Exercise details: Filter these entries, keeping only lines that hold the word "super".

Material supplied:
↓

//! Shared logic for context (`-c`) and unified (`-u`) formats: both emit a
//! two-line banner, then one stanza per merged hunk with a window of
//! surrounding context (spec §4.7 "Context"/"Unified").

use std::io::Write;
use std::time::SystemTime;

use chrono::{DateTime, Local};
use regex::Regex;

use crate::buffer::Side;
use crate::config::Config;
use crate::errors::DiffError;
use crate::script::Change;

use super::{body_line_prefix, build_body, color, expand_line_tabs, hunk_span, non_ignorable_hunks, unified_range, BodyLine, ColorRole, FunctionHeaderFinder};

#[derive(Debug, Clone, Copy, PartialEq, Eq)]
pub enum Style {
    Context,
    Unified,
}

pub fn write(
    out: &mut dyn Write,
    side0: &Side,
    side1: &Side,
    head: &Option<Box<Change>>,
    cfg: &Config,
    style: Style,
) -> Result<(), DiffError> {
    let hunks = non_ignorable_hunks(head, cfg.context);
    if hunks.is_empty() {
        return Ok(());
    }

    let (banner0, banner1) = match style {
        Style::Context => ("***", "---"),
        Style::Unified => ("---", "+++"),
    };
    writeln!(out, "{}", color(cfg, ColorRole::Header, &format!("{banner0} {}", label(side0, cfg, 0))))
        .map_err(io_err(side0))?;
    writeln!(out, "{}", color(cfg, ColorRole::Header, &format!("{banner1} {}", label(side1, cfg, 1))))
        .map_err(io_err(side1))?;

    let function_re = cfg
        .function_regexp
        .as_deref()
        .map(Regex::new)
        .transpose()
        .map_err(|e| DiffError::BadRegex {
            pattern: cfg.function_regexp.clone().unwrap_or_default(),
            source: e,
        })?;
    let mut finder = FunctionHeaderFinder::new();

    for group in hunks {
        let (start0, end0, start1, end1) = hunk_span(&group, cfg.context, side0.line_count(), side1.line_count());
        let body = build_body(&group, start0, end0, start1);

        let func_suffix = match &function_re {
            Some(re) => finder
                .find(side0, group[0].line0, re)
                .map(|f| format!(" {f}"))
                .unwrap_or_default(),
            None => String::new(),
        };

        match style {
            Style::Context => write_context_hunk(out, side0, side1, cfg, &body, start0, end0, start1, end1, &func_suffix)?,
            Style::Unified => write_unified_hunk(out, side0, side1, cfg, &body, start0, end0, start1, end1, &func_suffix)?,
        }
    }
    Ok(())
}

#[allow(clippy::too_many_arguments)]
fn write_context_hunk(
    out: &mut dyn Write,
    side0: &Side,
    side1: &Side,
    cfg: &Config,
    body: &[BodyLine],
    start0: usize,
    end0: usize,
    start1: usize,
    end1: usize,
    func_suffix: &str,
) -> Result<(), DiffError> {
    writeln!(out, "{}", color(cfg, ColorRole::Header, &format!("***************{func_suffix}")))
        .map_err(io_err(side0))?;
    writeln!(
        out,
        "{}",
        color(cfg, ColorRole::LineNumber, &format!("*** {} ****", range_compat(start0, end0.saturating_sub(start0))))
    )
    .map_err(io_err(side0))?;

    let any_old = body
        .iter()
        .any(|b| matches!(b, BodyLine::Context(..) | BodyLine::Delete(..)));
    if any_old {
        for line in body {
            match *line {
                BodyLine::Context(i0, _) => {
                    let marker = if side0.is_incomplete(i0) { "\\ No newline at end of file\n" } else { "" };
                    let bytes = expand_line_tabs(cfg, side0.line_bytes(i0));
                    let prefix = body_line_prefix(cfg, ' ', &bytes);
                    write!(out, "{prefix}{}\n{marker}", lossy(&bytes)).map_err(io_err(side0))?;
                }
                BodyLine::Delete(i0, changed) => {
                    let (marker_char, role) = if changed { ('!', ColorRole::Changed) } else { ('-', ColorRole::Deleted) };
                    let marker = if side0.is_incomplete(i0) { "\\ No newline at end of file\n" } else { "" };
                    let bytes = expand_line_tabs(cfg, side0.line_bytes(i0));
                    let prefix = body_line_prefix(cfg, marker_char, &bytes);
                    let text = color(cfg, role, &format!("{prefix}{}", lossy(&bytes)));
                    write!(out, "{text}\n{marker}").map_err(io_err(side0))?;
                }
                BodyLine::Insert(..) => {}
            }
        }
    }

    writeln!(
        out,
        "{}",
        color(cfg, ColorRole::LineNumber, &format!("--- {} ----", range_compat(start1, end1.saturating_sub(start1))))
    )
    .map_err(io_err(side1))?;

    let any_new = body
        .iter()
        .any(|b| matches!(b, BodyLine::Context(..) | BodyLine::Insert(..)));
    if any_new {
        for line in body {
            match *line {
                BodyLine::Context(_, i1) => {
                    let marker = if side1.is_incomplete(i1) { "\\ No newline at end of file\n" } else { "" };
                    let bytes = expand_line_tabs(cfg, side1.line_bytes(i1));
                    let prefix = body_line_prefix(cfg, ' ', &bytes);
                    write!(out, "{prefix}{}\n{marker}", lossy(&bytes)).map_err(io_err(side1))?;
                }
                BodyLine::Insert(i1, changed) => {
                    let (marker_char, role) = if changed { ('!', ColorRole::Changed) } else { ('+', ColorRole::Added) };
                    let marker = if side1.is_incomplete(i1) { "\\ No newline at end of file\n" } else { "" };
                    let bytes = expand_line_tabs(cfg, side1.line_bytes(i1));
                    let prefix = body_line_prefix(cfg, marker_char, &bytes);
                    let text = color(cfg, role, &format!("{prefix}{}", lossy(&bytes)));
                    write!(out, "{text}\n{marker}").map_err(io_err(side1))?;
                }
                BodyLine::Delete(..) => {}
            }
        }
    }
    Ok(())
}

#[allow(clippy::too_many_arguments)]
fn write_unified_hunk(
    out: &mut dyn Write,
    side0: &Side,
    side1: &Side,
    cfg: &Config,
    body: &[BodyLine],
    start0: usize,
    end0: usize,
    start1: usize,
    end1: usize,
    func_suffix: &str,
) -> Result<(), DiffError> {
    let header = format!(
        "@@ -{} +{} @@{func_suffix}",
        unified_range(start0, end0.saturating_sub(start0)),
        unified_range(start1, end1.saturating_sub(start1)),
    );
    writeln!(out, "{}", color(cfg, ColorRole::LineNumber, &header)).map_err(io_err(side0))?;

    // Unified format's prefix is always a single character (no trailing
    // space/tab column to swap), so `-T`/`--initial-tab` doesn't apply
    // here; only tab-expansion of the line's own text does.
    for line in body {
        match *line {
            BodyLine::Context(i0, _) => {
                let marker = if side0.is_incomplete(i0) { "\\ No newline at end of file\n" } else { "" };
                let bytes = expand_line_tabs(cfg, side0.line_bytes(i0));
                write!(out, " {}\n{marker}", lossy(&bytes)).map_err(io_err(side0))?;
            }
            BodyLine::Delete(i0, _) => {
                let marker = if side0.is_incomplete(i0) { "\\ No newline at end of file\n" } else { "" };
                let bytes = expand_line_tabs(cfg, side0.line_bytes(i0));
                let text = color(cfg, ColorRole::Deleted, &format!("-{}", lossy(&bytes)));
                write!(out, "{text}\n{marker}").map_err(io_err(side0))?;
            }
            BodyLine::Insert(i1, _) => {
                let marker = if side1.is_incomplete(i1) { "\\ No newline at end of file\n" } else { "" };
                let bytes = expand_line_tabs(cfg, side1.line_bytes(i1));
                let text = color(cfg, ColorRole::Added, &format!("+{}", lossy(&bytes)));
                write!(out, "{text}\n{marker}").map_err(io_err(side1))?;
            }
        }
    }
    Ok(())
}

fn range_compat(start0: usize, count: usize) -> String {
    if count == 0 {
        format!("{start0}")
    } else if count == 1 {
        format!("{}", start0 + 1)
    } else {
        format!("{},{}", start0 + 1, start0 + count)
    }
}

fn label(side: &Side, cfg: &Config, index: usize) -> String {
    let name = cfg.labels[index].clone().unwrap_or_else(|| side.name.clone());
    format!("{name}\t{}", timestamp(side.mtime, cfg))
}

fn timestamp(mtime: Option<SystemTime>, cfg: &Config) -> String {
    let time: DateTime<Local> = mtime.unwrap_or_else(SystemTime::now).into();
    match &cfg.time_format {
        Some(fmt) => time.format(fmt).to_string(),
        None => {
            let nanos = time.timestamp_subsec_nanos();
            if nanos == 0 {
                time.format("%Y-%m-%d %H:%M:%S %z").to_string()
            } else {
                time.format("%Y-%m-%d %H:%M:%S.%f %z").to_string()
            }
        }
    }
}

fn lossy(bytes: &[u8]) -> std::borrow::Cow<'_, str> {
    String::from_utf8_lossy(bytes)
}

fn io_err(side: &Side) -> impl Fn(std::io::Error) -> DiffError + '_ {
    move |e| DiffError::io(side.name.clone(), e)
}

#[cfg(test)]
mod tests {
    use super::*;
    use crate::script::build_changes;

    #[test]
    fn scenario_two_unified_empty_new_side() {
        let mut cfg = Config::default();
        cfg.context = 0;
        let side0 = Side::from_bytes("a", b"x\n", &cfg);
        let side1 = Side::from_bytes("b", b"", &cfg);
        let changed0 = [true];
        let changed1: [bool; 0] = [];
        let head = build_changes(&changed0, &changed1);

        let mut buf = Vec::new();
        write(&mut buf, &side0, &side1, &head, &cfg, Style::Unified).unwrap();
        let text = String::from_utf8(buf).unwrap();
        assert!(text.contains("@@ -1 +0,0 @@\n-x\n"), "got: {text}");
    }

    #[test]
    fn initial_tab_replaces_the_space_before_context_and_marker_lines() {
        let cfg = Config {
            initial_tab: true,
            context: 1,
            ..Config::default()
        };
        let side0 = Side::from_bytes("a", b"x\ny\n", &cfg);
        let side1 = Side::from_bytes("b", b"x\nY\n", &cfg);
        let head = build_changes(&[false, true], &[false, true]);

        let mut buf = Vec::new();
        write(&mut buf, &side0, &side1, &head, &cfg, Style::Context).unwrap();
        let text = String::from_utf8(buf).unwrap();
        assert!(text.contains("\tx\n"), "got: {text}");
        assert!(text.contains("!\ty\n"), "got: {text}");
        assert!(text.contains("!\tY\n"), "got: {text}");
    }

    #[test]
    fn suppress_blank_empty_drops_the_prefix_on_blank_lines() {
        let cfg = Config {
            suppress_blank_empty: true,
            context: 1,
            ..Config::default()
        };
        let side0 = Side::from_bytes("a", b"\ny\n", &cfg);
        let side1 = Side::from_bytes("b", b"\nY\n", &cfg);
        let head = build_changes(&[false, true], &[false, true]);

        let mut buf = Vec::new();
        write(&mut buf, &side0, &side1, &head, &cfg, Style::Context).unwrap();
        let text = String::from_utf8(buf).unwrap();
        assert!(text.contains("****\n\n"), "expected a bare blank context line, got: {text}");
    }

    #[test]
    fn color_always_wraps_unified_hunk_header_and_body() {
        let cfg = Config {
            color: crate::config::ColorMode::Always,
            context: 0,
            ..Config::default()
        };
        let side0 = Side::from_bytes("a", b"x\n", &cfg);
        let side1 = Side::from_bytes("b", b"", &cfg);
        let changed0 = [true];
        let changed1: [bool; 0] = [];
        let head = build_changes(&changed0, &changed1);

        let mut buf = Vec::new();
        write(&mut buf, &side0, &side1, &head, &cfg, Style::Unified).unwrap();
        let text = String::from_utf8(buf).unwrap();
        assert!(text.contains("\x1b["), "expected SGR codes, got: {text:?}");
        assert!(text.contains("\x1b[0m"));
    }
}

↑

Response:
use super::{body_line_prefix, build_body, color, expand_line_tabs, hunk_span, non_ignorable_hunks, unified_range, BodyLine, ColorRole, FunctionHeaderFinder};
    use super::*;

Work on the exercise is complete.